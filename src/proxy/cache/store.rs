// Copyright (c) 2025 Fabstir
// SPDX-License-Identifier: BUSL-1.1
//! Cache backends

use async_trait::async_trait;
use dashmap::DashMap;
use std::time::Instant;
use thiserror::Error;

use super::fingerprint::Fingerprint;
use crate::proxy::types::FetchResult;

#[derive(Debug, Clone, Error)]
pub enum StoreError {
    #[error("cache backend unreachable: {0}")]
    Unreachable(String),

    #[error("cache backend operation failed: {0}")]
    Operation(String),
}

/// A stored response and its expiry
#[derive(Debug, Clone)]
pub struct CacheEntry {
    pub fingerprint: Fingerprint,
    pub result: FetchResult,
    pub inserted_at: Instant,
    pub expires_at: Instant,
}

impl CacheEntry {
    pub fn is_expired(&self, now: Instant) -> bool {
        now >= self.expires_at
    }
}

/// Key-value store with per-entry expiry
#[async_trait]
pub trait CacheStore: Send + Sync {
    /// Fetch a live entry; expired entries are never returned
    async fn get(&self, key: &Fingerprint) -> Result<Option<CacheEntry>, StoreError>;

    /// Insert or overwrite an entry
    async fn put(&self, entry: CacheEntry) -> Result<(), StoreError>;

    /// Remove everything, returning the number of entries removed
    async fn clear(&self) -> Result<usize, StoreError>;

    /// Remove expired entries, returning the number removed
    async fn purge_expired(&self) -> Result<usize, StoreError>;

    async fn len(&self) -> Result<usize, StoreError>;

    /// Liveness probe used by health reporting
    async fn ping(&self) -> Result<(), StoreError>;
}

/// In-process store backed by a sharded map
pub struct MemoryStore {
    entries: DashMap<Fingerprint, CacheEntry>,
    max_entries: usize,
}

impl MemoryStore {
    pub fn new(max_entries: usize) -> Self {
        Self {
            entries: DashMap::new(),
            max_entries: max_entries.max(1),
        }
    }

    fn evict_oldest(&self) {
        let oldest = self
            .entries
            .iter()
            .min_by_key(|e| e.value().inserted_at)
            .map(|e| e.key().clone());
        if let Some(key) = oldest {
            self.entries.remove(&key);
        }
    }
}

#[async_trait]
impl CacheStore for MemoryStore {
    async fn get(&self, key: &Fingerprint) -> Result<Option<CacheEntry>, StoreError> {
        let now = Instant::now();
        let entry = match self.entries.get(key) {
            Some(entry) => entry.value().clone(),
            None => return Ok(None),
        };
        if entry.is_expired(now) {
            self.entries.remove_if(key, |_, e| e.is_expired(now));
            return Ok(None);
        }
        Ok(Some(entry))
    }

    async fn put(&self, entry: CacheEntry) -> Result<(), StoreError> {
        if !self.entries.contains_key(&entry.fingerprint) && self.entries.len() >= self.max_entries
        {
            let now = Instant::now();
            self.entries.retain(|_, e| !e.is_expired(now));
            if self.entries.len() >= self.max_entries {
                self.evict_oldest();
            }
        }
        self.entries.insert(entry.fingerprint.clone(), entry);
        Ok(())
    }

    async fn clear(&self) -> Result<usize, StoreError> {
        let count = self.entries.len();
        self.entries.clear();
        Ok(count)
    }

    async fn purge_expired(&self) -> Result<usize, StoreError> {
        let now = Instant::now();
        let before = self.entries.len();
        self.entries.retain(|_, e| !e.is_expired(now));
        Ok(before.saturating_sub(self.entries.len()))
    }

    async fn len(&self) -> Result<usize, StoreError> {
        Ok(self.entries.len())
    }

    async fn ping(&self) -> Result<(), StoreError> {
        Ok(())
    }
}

== == ==

*Exercise prompt:* Go through the data above from its first line and copy each line exactly, stopping once the line with "pub enum StoreError" has been copied.

*Task response:*
filename src/proxy/cache/store.rs
// Copyright (c) 2025 Fabstir
// SPDX-License-Identifier: BUSL-1.1
//! Cache backends

use async_trait::async_trait;
use dashmap::DashMap;
use std::time::Instant;
use thiserror::Error;

use super::fingerprint::Fingerprint;
use crate::proxy::types::FetchResult;

#[derive(Debug, Clone, Error)]
pub enum StoreError {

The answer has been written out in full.